## TASK STATEMENT
Please state how many lines of the records hold the string "derive", giving nothing but the number.
== MATERIAL SUPPLIED ==
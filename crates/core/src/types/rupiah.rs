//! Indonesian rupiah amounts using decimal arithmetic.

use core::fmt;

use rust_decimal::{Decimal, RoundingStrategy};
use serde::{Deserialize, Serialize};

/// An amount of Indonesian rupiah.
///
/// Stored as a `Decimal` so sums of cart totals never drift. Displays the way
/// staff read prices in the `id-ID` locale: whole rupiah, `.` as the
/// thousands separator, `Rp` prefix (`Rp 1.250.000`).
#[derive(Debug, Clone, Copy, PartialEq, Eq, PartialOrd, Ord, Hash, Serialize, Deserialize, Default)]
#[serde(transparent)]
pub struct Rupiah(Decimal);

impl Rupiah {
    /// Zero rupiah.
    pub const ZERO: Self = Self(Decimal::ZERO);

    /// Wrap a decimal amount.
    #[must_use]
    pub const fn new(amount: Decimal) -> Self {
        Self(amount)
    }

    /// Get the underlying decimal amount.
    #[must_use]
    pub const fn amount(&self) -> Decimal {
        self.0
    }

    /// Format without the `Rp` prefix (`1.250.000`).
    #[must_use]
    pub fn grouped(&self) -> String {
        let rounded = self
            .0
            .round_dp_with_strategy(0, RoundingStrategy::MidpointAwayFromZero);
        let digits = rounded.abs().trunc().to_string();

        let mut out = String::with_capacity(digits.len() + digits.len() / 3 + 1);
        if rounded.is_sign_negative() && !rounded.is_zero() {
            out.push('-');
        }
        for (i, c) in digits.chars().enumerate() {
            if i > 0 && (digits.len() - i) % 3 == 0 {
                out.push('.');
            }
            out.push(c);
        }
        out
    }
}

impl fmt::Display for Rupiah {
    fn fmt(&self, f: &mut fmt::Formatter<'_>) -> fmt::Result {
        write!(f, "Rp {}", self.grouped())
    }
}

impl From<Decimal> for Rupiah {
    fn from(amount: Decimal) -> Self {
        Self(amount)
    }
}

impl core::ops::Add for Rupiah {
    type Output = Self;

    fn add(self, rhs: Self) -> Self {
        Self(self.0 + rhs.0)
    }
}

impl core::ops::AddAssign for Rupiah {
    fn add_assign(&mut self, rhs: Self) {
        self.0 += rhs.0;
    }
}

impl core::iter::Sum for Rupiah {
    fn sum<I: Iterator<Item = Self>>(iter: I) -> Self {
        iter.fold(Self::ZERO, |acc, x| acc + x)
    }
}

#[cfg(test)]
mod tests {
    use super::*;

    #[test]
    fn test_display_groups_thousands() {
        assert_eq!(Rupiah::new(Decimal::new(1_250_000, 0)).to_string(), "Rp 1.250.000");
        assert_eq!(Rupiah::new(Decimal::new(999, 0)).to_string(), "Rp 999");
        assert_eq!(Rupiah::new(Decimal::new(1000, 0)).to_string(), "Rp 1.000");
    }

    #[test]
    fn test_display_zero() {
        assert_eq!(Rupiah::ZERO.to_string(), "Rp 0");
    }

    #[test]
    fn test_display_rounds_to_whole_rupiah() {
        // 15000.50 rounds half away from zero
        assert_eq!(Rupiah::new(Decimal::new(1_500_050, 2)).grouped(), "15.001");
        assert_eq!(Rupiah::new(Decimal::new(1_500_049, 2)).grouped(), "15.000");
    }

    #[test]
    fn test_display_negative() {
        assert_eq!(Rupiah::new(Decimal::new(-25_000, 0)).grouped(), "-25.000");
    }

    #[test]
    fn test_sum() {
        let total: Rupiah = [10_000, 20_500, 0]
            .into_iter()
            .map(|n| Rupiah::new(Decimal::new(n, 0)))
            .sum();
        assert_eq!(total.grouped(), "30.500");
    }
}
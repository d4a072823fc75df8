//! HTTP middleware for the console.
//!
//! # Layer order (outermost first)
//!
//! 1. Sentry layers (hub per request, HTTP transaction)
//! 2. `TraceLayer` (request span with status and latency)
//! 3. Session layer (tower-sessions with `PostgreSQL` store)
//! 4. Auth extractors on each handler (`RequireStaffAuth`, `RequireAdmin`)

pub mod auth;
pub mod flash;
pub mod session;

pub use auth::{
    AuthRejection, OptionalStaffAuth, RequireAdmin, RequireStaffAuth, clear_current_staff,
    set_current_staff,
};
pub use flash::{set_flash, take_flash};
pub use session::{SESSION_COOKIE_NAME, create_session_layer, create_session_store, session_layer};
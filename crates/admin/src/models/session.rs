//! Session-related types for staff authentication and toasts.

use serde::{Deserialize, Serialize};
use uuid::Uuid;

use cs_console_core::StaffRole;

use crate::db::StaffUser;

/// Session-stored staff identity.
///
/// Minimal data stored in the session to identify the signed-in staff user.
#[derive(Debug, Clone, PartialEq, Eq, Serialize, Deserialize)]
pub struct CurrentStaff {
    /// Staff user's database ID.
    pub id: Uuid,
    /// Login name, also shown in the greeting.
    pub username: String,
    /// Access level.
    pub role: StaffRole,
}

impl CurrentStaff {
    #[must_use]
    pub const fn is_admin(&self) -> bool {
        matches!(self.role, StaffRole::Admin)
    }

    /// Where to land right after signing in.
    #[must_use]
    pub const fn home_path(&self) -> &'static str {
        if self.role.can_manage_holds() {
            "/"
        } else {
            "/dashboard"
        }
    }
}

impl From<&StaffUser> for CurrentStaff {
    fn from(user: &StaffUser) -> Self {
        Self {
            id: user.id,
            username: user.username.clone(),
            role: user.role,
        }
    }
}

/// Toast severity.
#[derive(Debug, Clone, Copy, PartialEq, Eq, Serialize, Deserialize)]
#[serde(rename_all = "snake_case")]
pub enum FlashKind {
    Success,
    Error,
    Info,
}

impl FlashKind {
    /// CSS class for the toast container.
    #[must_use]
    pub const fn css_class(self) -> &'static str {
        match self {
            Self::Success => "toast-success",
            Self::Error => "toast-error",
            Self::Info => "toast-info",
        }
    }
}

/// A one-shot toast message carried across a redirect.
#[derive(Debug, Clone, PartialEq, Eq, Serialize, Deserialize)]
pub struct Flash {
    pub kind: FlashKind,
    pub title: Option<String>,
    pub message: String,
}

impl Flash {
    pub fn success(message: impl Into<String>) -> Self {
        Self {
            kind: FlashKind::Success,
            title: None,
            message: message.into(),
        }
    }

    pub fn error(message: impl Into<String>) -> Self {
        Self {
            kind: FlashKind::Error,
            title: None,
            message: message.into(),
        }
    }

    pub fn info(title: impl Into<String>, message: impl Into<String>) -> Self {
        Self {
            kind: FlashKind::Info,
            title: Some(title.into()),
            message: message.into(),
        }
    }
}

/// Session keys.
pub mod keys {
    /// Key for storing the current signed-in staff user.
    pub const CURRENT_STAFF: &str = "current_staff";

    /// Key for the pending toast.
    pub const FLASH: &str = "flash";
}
===
## RESPONSE TO THE EXERCISE
4